Remember to spend at least 15 minutes stretching prior to any activity.

Keep careful track of date, duration of workout, type of workout, resting heart rate, heart rate during exercise, and heart rate following exercise.
You may use anything that will help you get to and maintain as close to your target heart rate as possible.
Some possible examples would be: running, swimming, basketball, soccer, high intensity rollerblading, and bicycling.

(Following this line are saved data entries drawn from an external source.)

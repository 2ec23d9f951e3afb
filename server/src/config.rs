use std::{env, fmt::Display, fs::read_to_string, str::FromStr};

use tracing::{info, warn};

const DEFAULT_GEMINI_URL: &str =
    "https://generativelanguage.googleapis.com/v1beta/models/gemini-pro:generateContent";

pub struct Config {
    pub port: u16,
    pub gemini_url: String,
    pub gemini_key: String,
}

impl Config {
    pub fn load() -> Self {
        Self {
            port: try_load("CANTEEN_PORT", "3000"),
            gemini_url: try_load("GEMINI_URL", DEFAULT_GEMINI_URL),
            gemini_key: load_secret("GEMINI_API_KEY"),
        }
    }
}

fn var(key: &str) -> Result<String, ()> {
    env::var(key).map_err(|_| {
        warn!("Environment variable {key} not found, using default");
    })
}

fn try_load<T: FromStr>(key: &str, default: &str) -> T
where
    T::Err: Display,
{
    var(key)
        .unwrap_or_else(|_| {
            info!("{key} not set, using default: {default}");
            default.to_string()
        })
        .parse()
        .map_err(|e| {
            warn!("Invalid {key} value: {e}");
        })
        .expect("Environment misconfigured!")
}

// Env var first for local runs, then the mounted secret file.
fn load_secret(secret_name: &str) -> String {
    if let Ok(value) = env::var(secret_name) {
        return value;
    }

    let path = format!("/run/secrets/{secret_name}");

    read_to_string(&path)
        .map(|s| s.trim().to_string())
        .map_err(|e| {
            warn!("Failed to read {secret_name} from file: {e}");
        })
        .expect("Secrets misconfigured!")
}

Other types of exercise should be cleared with your instructor for permission before performing. what would my heart rate be I'm 17 Target Heart Rate: (220 – age x .50 to .85)

1 answer

To calculate your target heart rate range, you can use the formula you've provided:

  1. Subtract your age from 220 to find your maximum heart rate (MHR).
  2. Multiply your MHR by the target percentage (0.50 and 0.85) to find your target heart rate range.

For a 17-year-old:

  1. Calculate Maximum Heart Rate (MHR): \[ MHR = 220 - \text{age} = 220 - 17 = 203 \text{ bpm} \]

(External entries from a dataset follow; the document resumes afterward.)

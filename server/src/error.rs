use axum::{
    Json,
    http::StatusCode,
    response::{IntoResponse, Response},
};
use serde_json::json;
use thiserror::Error;
use tracing::error;

#[derive(Error, Debug)]
pub enum AppError {
    #[error("Invalid query")]
    InvalidQuery,

    #[error("Query too long (max 100 chars)")]
    QueryTooLong,

    #[error("Invalid menu data")]
    InvalidMenu,

    #[error("Model returned an empty reply")]
    EmptyModelReply,

    #[error("Internal error: {0}")]
    Internal(#[from] Box<dyn std::error::Error + Send + Sync>),
}

impl IntoResponse for AppError {
    fn into_response(self) -> Response {
        let status = match self {
            AppError::InvalidQuery | AppError::QueryTooLong | AppError::InvalidMenu => {
                StatusCode::BAD_REQUEST
            }
            AppError::EmptyModelReply | AppError::Internal { .. } => {
                StatusCode::INTERNAL_SERVER_ERROR
            }
        };

        // Internal detail stays in the logs, never in the response body.
        let message = if status == StatusCode::INTERNAL_SERVER_ERROR {
            error!("Smart search error: {self}");
            "Internal server error".to_string()
        } else {
            self.to_string()
        };

        (status, Json(json!({ "error": message }))).into_response()
    }
}

impl From<reqwest::Error> for AppError {
    fn from(value: reqwest::Error) -> Self {
        Self::Internal(Box::new(value))
    }
}

impl From<serde_json::Error> for AppError {
    fn from(value: serde_json::Error) -> Self {
        Self::Internal(Box::new(value))
    }
}
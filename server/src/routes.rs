use std::sync::Arc;

use axum::{Json, extract::State as AxumState, extract::rejection::JsonRejection};
use menu::{MAX_QUERY_LEN, MAX_RESULTS, MenuItem};
use serde::Deserialize;
use serde_json::Value;
use tracing::warn;

use crate::{error::AppError, gemini, state::State};

/// Loose view of the request body. Field shapes are checked by hand in
/// [`parse_request`] so a missing or mistyped field answers 400 with an
/// `error` body instead of the framework's deserialization rejection.
#[derive(Deserialize)]
pub struct SmartSearchBody {
    #[serde(default)]
    query: Value,
    #[serde(default)]
    menu: Value,
}

/// `POST /smart-search`: rank today's menu against a free-text query by
/// asking the model, then echo back the matching full item records in the
/// model's order.
pub async fn smart_search_handler(
    AxumState(state): AxumState<Arc<State>>,
    payload: Result<Json<SmartSearchBody>, JsonRejection>,
) -> Result<Json<Vec<MenuItem>>, AppError> {
    // A body that is not a JSON object has no query to speak of.
    let Json(body) = payload.map_err(|_| AppError::InvalidQuery)?;

    let (query, menu) = parse_request(body)?;

    // Frontend should already send only today's available items, this is a
    // safety net.
    let available: Vec<&MenuItem> = menu.iter().filter(|item| item.is_available()).collect();

    let menu_json = gemini::serialize_candidates(&available)?;
    let prompt = gemini::build_prompt(&query, &menu_json);

    let reply = state.gemini.generate(&prompt).await?;

    let Some(ids) = gemini::parse_id_array(&reply) else {
        warn!("Model reply was not a JSON id array, returning no matches");
        warn!("Raw model reply: {reply}");
        return Ok(Json(Vec::new()));
    };

    Ok(Json(resolve_ids(&ids, &available)))
}

fn parse_request(body: SmartSearchBody) -> Result<(String, Vec<MenuItem>), AppError> {
    let Some(query) = body.query.as_str() else {
        return Err(AppError::InvalidQuery);
    };
    if query.is_empty() {
        return Err(AppError::InvalidQuery);
    }
    if query.chars().count() > MAX_QUERY_LEN {
        return Err(AppError::QueryTooLong);
    }

    if !body.menu.is_array() {
        return Err(AppError::InvalidMenu);
    }
    let menu: Vec<MenuItem> =
        serde_json::from_value(body.menu.clone()).map_err(|_| AppError::InvalidMenu)?;

    Ok((query.to_string(), menu))
}

/// Maps model-returned ids back onto the candidate set, keeping the model's
/// order, dropping ids it made up, and capping the result.
fn resolve_ids(ids: &[String], available: &[&MenuItem]) -> Vec<MenuItem> {
    ids.iter()
        .filter_map(|id| {
            let found = available.iter().find(|item| &item.id == id);
            if found.is_none() {
                warn!("Model returned unknown item id {id}, dropping");
            }
            found.map(|item| (*item).clone())
        })
        .take(MAX_RESULTS)
        .collect()
}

  2. Calculate Target Heart Rate Range:

    • Lower end (50%): \[ \text{Lower end} = MHR \times 0.50 = 203 \times 0.50 = 101.5 \text{ bpm} \]

    • Upper end (85%): \[ \text{Upper end} = MHR \times 0.85 = 203 \times 0.85 = 172.55 \text{ bpm} \]

So, for a 17-year-old, the target heart rate range during exercise would be approximately 102 bpm to 173 bpm.

Make sure to perform your workouts within this range to effectively improve your cardiovascular fitness!